Ukraine: Vorrang bei eCherha für AEO, T1 und TIR
Die Ukraine testet im elektronischen Grenzleitsystem eCherha eine bevorzugte Abfertigung bestimmter Beförderungen. Seit dem 17. Juli 2026 können Frachtführer mit AEO-Status sowie Fahrten mit einer T1-Versandanmeldung oder einem TIR-Carnet die bevorzugte Abfertigung nutzen. Quelle: Trans.INFO
Im Testmodell werden nach jeweils drei bevorzugt abgefertigten Fahrzeugen fünf Fahrzeuge ohne Priorität abgefertigt. Die höchste Priorität erhält verderbliche Ladung, sofern die Beförderung gleichzeitig die Voraussetzungen für eine Vereinfachung erfüllt. Die Berechtigungen sollen dank der Anbindung an staatliche und zollrechtliche Systeme automatisch überprüft werden.
Neue ukrainische Vorschriften zu Ruhezeiten und Fahrtenschreibern
Seit dem 26. Juli 2026 gelten in der Ukraine verschärfte Regeln für die Arbeits- und Ruhezeiten von Fahrern. Eine regelmäßige wöchentliche Ruhezeit von mindestens 45 Std. muss außerhalb der Fahrerkabine genommen werden; die Kosten für die Unterbringung trägt der Frachtführer. Die Arbeitszeit während der Nacht ist auf 10 Std. begrenzt. Quelle: Trans.INFO
Neue Fahrzeuge im internationalen Güterverkehr müssen mit intelligenten Fahrtenschreibern G2V2 ausgestattet sein; außerdem wurde der Zeitraum der für Kontrollen verfügbaren Daten auf 56 Tage verlängert. Die Änderungen fallen mit einer Untersuchung der Europäischen Kommission zu den Auswirkungen des Abkommens zwischen der EU und der Ukraine auf den Markt zusammen. Das derzeitige Abkommen gilt bis zum 31. März 2027.

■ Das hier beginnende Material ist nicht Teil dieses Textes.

//! Sync lock
//!
//! One sync cycle per machine at a time. The lock is a directory created
//! atomically with `mkdir`; it holds a `pid` file naming the owner. A lock
//! whose owner is gone is stale and reclaimed without waiting out the
//! timeout.

use crate::error::{Error, Result};
use mentat_core::ProcessProbe;
use std::fs;
use std::io;
use std::path::{Path, PathBuf};
use std::thread;
use std::time::{Duration, Instant, SystemTime};
use tracing::{debug, info, warn};

const PID_FILE: &str = "pid";

/// How long a lock directory may exist without a pid file before it is
/// considered abandoned (the owner died between `mkdir` and writing it)
const DEFAULT_PIDLESS_GRACE: Duration = Duration::from_secs(5);

/// Acquires and inspects the sync lock
#[derive(Debug, Clone)]
pub struct LockManager<P> {
    lock_dir: PathBuf,
    probe: P,
    poll_interval: Duration,
    pidless_grace: Duration,
}

impl<P: ProcessProbe> LockManager<P> {
    /// Lock at `lock_dir`, checking holders with `probe`
    pub fn new(lock_dir: impl Into<PathBuf>, probe: P) -> Self {
        Self {
            lock_dir: lock_dir.into(),
            probe,
            poll_interval: Duration::from_secs(1),
            pidless_grace: DEFAULT_PIDLESS_GRACE,
        }
    }

    /// Override the polling cadence (tests)
    #[must_use]
    pub fn with_poll_interval(mut self, interval: Duration) -> Self {
        self.poll_interval = interval;
        self
    }

    /// How long a pid-less lock directory is left alone
    #[must_use]
    pub fn with_pidless_grace(mut self, grace: Duration) -> Self {
        self.pidless_grace = grace;
        self
    }

    /// Where the lock lives
    pub fn lock_dir(&self) -> &Path {
        &self.lock_dir
    }

    /// Acquire the lock, waiting up to `timeout` for a live holder
    ///
    /// # Errors
    ///
    /// `LockTimeout` if a live process still holds the lock after `timeout`.
    #[tracing::instrument(skip(self), fields(lock = %self.lock_dir.display()))]
    pub fn acquire(&self, timeout: Duration) -> Result<LockGuard> {
        if let Some(parent) = self.lock_dir.parent() {
            mentat_config::dirs::ensure_private_dir(parent)?;
        }

        let started = Instant::now();
        let pid = self.probe.current_pid();

        loop {
            match self.try_create(pid) {
                Ok(guard) => {
                    debug!(pid, "Sync lock acquired");
                    return Ok(guard);
                }
                Err(e) if e.kind() == io::ErrorKind::AlreadyExists => {}
                Err(e) => return Err(e.into()),
            }

            let holder = self.holder();
            if self.is_stale(holder) {
                info!(holder = ?holder, "Reclaiming stale sync lock");
                self.reclaim(holder)?;
                continue;
            }

            let waited = started.elapsed();
            if waited >= timeout {
                return Err(Error::LockTimeout {
                    holder: holder.unwrap_or_default(),
                    waited,
                });
            }
            thread::sleep(self.poll_interval.min(timeout - waited));
        }
    }

    /// Pid recorded in the lock, if the lock exists and is readable
    pub fn holder(&self) -> Option<u32> {
        read_pid(&self.lock_dir)
    }

    /// Whether a lock exists that no live process owns
    pub fn has_stale_lock(&self) -> bool {
        self.lock_dir.exists() && self.is_stale(self.holder())
    }

    /// Remove the lock if it is stale; returns whether anything was removed
    pub fn clear_stale(&self) -> Result<bool> {
        if !self.has_stale_lock() {
            return Ok(false);
        }
        self.reclaim(self.holder())?;
        Ok(true)
    }

    fn try_create(&self, pid: u32) -> io::Result<LockGuard> {
        fs::create_dir(&self.lock_dir)?;

        #[cfg(unix)]
        {
            use std::os::unix::fs::PermissionsExt;
            fs::set_permissions(&self.lock_dir, fs::Permissions::from_mode(0o700))?;
        }

        if let Err(e) = fs::write(self.lock_dir.join(PID_FILE), pid.to_string()) {
            let _ = fs::remove_dir_all(&self.lock_dir);
            return Err(e);
        }

        Ok(LockGuard {
            lock_dir: self.lock_dir.clone(),
            released: false,
        })
    }

    fn is_stale(&self, holder: Option<u32>) -> bool {
        match holder {
            Some(pid) => !self.probe.is_alive(pid),
            None => fs::metadata(&self.lock_dir)
                .and_then(|m| m.modified())
                .ok()
                .and_then(|modified| SystemTime::now().duration_since(modified).ok())
                .is_some_and(|age| age >= self.pidless_grace),
        }
    }

    /// Move the stale lock aside before deleting it, so two reclaimers
    /// cannot both delete and one of them wipe a freshly created lock
    fn reclaim(&self, expected_holder: Option<u32>) -> Result<()> {
        let tombstone = self.lock_dir.with_extension(format!(
            "stale-{}-{}",
            self.probe.current_pid(),
            chrono::Utc::now().timestamp_nanos_opt().unwrap_or_default()
        ));

        match fs::rename(&self.lock_dir, &tombstone) {
            Ok(()) => {}
            // Someone else reclaimed it first
            Err(e) if e.kind() == io::ErrorKind::NotFound => return Ok(()),
            Err(e) => return Err(e.into()),
        }

        if read_pid(&tombstone) != expected_holder {
            // Raced with a new owner; hand their lock back
            warn!("Sync lock changed hands during reclaim");
            if fs::rename(&tombstone, &self.lock_dir).is_ok() {
                return Ok(());
            }
        }

        fs::remove_dir_all(&tombstone)?;
        Ok(())
    }
}

fn read_pid(lock_dir: &Path) -> Option<u32> {
    fs::read_to_string(lock_dir.join(PID_FILE))
        .ok()
        .and_then(|s| s.trim().parse().ok())
}

/// Held sync lock; released on drop
#[derive(Debug)]
#[must_use = "the lock is released as soon as the guard is dropped"]
pub struct LockGuard {
    lock_dir: PathBuf,
    released: bool,
}

impl LockGuard {
    /// Lock directory this guard owns
    pub fn path(&self) -> &Path {
        &self.lock_dir
    }

    /// Release explicitly, surfacing removal errors
    pub fn release(mut self) -> Result<()> {
        self.released = true;
        match fs::remove_dir_all(&self.lock_dir) {
            Ok(()) => Ok(()),
            Err(e) if e.kind() == io::ErrorKind::NotFound => Ok(()),
            Err(e) => Err(e.into()),
        }
    }
}

impl Drop for LockGuard {
    fn drop(&mut self) {
        if !self.released {
            if let Err(e) = fs::remove_dir_all(&self.lock_dir)
                && e.kind() != io::ErrorKind::NotFound
            {
                warn!(error = %e, "Failed to release sync lock");
            }
        }
    }
}

/// Remove the lock if (and only if) `pid` owns it
pub fn release_if_owned(lock_dir: &Path, pid: u32) -> bool {
    read_pid(lock_dir) == Some(pid) && fs::remove_dir_all(lock_dir).is_ok()
}

/// Release the lock held by this process when a terminating signal
/// arrives, then exit with `128 + signal`
///
/// Drop-based release does not run on SIGINT/SIGTERM/SIGHUP, so this
/// covers the remaining exit path. Install once per process.
#[cfg(unix)]
pub fn install_signal_cleanup(lock_dir: PathBuf) -> Result<()> {
    use signal_hook::consts::{SIGHUP, SIGINT, SIGTERM};
    use signal_hook::iterator::Signals;

    let mut signals = Signals::new([SIGINT, SIGTERM, SIGHUP])?;
    let pid = std::process::id();

    thread::Builder::new()
        .name("signal-cleanup".to_string())
        .spawn(move || {
            if let Some(signal) = signals.forever().next() {
                if release_if_owned(&lock_dir, pid) {
                    warn!(signal, "Interrupted; sync lock released");
                }
                std::process::exit(128 + signal);
            }
        })?;
    Ok(())
}

/// No-op where termination signals are not available
#[cfg(not(unix))]
pub fn install_signal_cleanup(_lock_dir: PathBuf) -> Result<()> {
    Ok(())
}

Niederlande: 500 EUR Strafe für die Fahrt über die Merwedebrug auf der A27
Rijkswaterstaat setzt das Fahrverbot für Lkw und Reisebusse über die Merwedebrug auf der A27 nahe Gorinchem aktiv durch. Die Einschränkung gilt seit dem 18. Juli 2026; die Kontrollen begannen am 25. Juli 2026 nach der Installation von ANPR-Kameras und der entsprechenden Beschilderung. Quelle: Trans.INFO
Für ein Fahrzeug, das bei der Überfahrt über die Brücke identifiziert wird, kann eine Strafe von 500 EUR zuzüglich Verwaltungskosten verhängt werden. Das Fahrverbot wurde wegen Bedenken hinsichtlich des Zustands der Brückenkonstruktion eingeführt und gilt in beiden Fahrtrichtungen.
S7 in Richtung Danzig: Einschränkungen vom 30. Juli bis Mitte September
Am 30. Juli 2026 beginnen Bauarbeiten auf der S7 zwischen den Anschlussstellen Rączki und Waplewo. Betroffen ist die Fahrbahn in Richtung Danzig. Die vorübergehende Verkehrsorganisation soll am 29. Juli 2026 eingerichtet werden. Zunächst wird der Verkehr auf einer Fahrspur geführt; in einer späteren Bauphase werden beide Fahrtrichtungen auf eine Fahrbahn verlegt. Quelle: Trans.INFO
Die Arbeiten sollen bis Mitte September 2026 dauern. Die Einschränkungen betreffen die wichtigste Verbindung Warschau–Dreistadt während der verkehrsreichen Ferienzeit.
Lage der polnischen Frachtführer: ein Signal für das Kontrahentenrisiko
Nach Schätzungen, die vom Westpommerschen Verband der Straßenfrachtführer zitiert werden, könnten im ersten Halbjahr 2026 mehr als 1 200 polnische Transportunternehmen ihre Tätigkeit eingestellt haben. Die Branche nennt steigende Kraftstoff- und Arbeitskosten, starre Frachtraten sowie geopolitische Störungen als Ursachen für den Margendruck. Quelle: Trans.INFO
Daten des ZMPD weisen für das erste Quartal 2026 separat einen Rückgang der Zahl der Unternehmen mit einer Gemeinschaftslizenz um mehr als 800 aus. Der Rückgang bei den Lizenzen und die Zahl der geschlossenen Unternehmen sind jedoch nicht derselbe Indikator.